:: Work required ::
A complete answer includes every line below with the word "crate".

(Dataset entries)
^^^^^^^^^^^^^^^^
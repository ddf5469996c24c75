//! Business handlers behind the dispatcher
//!
//! Handlers run only after the dispatcher has authenticated the session,
//! validated the parameters and checked permissions.

use crate::client_state::ClientState;
use crate::session::{ContextAction, Session, VoiceTarget};
use chorus_protocol::ServerEvent;
use serde_json::{Value, json};
use thiserror::Error;
use tracing::debug;

#[derive(Error, Debug, Clone, PartialEq, Eq)]
pub enum HandlerError {
    #[error("{0} not found")]
    NotFound(String),

    #[error("{0}")]
    Rejected(String),
}

/// Where a text message goes
#[derive(Debug, Clone, PartialEq, Eq)]
pub enum MessageTarget {
    Channel { id: u32, tree: bool },
    User(u32),
}

pub trait HandlerContext: Send + Sync {
    /// Channel ids from the root down to `channel`
    fn channel_path(&self, channel: u32) -> Option<Vec<u32>>;

    /// Make a freshly authenticated session visible to others
    fn attach_user(&self, session: &Session);

    fn list_channels(&self, session: &Session) -> Result<Value, HandlerError>;

    fn join_channel(&self, session: &mut Session, channel: u32) -> Result<Value, HandlerError>;

    fn send_message(&self, session: &Session, target: &MessageTarget, message: &str) -> Result<Value, HandlerError>;

    fn register_context_action(&self, session: &mut Session, action: ContextAction) -> Result<Value, HandlerError>;

    fn unregister_context_action(&self, session: &mut Session, action: &str) -> Result<Value, HandlerError>;

    fn execute_context_action(
        &self,
        session: &Session,
        action: &str,
        channel: Option<u32>,
        user: Option<u32>,
    ) -> Result<Value, HandlerError>;

    fn set_voice_target(&self, session: &mut Session, target: VoiceTarget) -> Result<Value, HandlerError>;

    fn remove_voice_target(&self, session: &mut Session, id: u32) -> Result<Value, HandlerError>;

    fn send_plugin_data(
        &self,
        session: &Session,
        receivers: &[u32],
        data_id: &str,
        data: &str,
    ) -> Result<Value, HandlerError>;

    fn add_webhook(&self, session: &mut Session, url: String, events: Vec<String>) -> Result<Value, HandlerError>;

    fn remove_webhook(&self, session: &mut Session, id: u32) -> Result<Value, HandlerError>;

    fn list_webhooks(&self, session: &Session) -> Result<Value, HandlerError>;

    fn disconnect(&self, session: &mut Session) -> Result<Value, HandlerError>;
}

impl ClientState {
    fn sender(&self, session: &Session) -> Value {
        json!({
            "session": session.id,
            "user_id": session.user_id(),
            "name": session.username(),
        })
    }

    /// Deliver to every session of each listed user; returns how many got it
    fn deliver_to_users(&self, users: &[u32], event: &ServerEvent) -> usize {
        users
            .iter()
            .flat_map(|user| self.sessions_of_user(*user))
            .filter(|id| self.deliver(*id, event.clone()))
            .count()
    }
}

impl HandlerContext for ClientState {
    fn channel_path(&self, channel: u32) -> Option<Vec<u32>> {
        self.channels().path(channel)
    }

    fn attach_user(&self, session: &Session) {
        if let Some(user) = &session.user {
            self.set_user(session.id, user.user_id, &user.username);
        }
    }

    fn list_channels(&self, session: &Session) -> Result<Value, HandlerError> {
        Ok(json!({
            "current": session.channel,
            "channels": self.channels().list(),
        }))
    }

    fn join_channel(&self, session: &mut Session, channel: u32) -> Result<Value, HandlerError> {
        if !self.channels().contains(channel) {
            return Err(HandlerError::NotFound(format!("channel {}", channel)));
        }

        let previous = session.channel;
        session.channel = channel;
        self.set_channel(session.id, channel);

        if previous != channel {
            let event = ServerEvent::new(
                "user_joined",
                json!({"channel_id": channel, "user": self.sender(session)}),
            );
            for member in self.members(&[channel]) {
                if member != session.id {
                    self.deliver(member, event.clone());
                }
            }
        }
        debug!("Session {} moved {} -> {}", session.id, previous, channel);

        Ok(json!({"channel_id": channel, "previous": previous}))
    }

    fn send_message(&self, session: &Session, target: &MessageTarget, message: &str) -> Result<Value, HandlerError> {
        match target {
            MessageTarget::Channel { id, tree } => {
                if !self.channels().contains(*id) {
                    return Err(HandlerError::NotFound(format!("channel {}", id)));
                }
                let channels = if *tree {
                    self.channels().subtree(*id)
                } else {
                    vec![*id]
                };
                let event = ServerEvent::new(
                    "text_message",
                    json!({
                        "from": self.sender(session),
                        "channel_id": id,
                        "tree": tree,
                        "message": message,
                    }),
                );
                let delivered = self
                    .members(&channels)
                    .into_iter()
                    .filter(|member| *member != session.id)
                    .filter(|member| self.deliver(*member, event.clone()))
                    .count();
                Ok(json!({"delivered": delivered}))
            }
            MessageTarget::User(user) => {
                let event = ServerEvent::new(
                    "text_message",
                    json!({"from": self.sender(session), "user_id": user, "message": message}),
                );
                let delivered = self.deliver_to_users(&[*user], &event);
                if delivered == 0 {
                    return Err(HandlerError::NotFound(format!("user {}", user)));
                }
                Ok(json!({"delivered": delivered}))
            }
        }
    }

    fn register_context_action(&self, session: &mut Session, action: ContextAction) -> Result<Value, HandlerError> {
        self.set_action(session.id, &action.action, true);
        let name = action.action.clone();
        session.context_actions.insert(name.clone(), action);
        Ok(json!({"action": name}))
    }

    fn unregister_context_action(&self, session: &mut Session, action: &str) -> Result<Value, HandlerError> {
        if session.context_actions.remove(action).is_none() {
            return Err(HandlerError::NotFound(format!("context action {:?}", action)));
        }
        self.set_action(session.id, action, false);
        Ok(json!({"action": action}))
    }

    fn execute_context_action(
        &self,
        session: &Session,
        action: &str,
        channel: Option<u32>,
        user: Option<u32>,
    ) -> Result<Value, HandlerError> {
        if let Some(channel) = channel.filter(|c| !self.channels().contains(*c)) {
            return Err(HandlerError::NotFound(format!("channel {}", channel)));
        }
        let owners = self.action_owners(action);
        if owners.is_empty() {
            return Err(HandlerError::NotFound(format!("context action {:?}", action)));
        }

        let event = ServerEvent::new(
            "context_action",
            json!({
                "action": action,
                "from": self.sender(session),
                "channel_id": channel,
                "user_id": user,
            }),
        );
        let delivered = owners
            .into_iter()
            .filter(|owner| self.deliver(*owner, event.clone()))
            .count();
        Ok(json!({"delivered": delivered}))
    }

    fn set_voice_target(&self, session: &mut Session, target: VoiceTarget) -> Result<Value, HandlerError> {
        if let Some(channel) = target.channel.filter(|c| !self.channels().contains(*c)) {
            return Err(HandlerError::NotFound(format!("channel {}", channel)));
        }
        let id = target.id;
        session.voice_targets.insert(id, target);
        Ok(json!({"id": id}))
    }

    fn remove_voice_target(&self, session: &mut Session, id: u32) -> Result<Value, HandlerError> {
        session
            .voice_targets
            .remove(&id)
            .ok_or_else(|| HandlerError::NotFound(format!("voice target {}", id)))?;
        Ok(json!({"id": id}))
    }

    fn send_plugin_data(
        &self,
        session: &Session,
        receivers: &[u32],
        data_id: &str,
        data: &str,
    ) -> Result<Value, HandlerError> {
        let event = ServerEvent::new(
            "plugin_data",
            json!({"from": self.sender(session), "data_id": data_id, "data": data}),
        );
        let delivered = self.deliver_to_users(receivers, &event);
        if delivered == 0 {
            return Err(HandlerError::NotFound("receivers".to_string()));
        }
        Ok(json!({"delivered": delivered}))
    }

    fn add_webhook(&self, session: &mut Session, url: String, events: Vec<String>) -> Result<Value, HandlerError> {
        if session.webhooks.iter().any(|w| w.url == url) {
            return Err(HandlerError::Rejected(format!("webhook {} already registered", url)));
        }
        let id = session.add_webhook(url, events);
        Ok(json!({"id": id}))
    }

    fn remove_webhook(&self, session: &mut Session, id: u32) -> Result<Value, HandlerError> {
        if !session.remove_webhook(id) {
            return Err(HandlerError::NotFound(format!("webhook {}", id)));
        }
        Ok(json!({"id": id}))
    }

    fn list_webhooks(&self, session: &Session) -> Result<Value, HandlerError> {
        Ok(json!({"webhooks": session.webhooks}))
    }

    fn disconnect(&self, session: &mut Session) -> Result<Value, HandlerError> {
        session.closing = true;
        Ok(json!({"bye": true}))
    }
}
^^^^^^^^^^^^^^^^
:: Written response ::
use crate::client_state::ClientState;
use crate::session::{ContextAction, Session, VoiceTarget};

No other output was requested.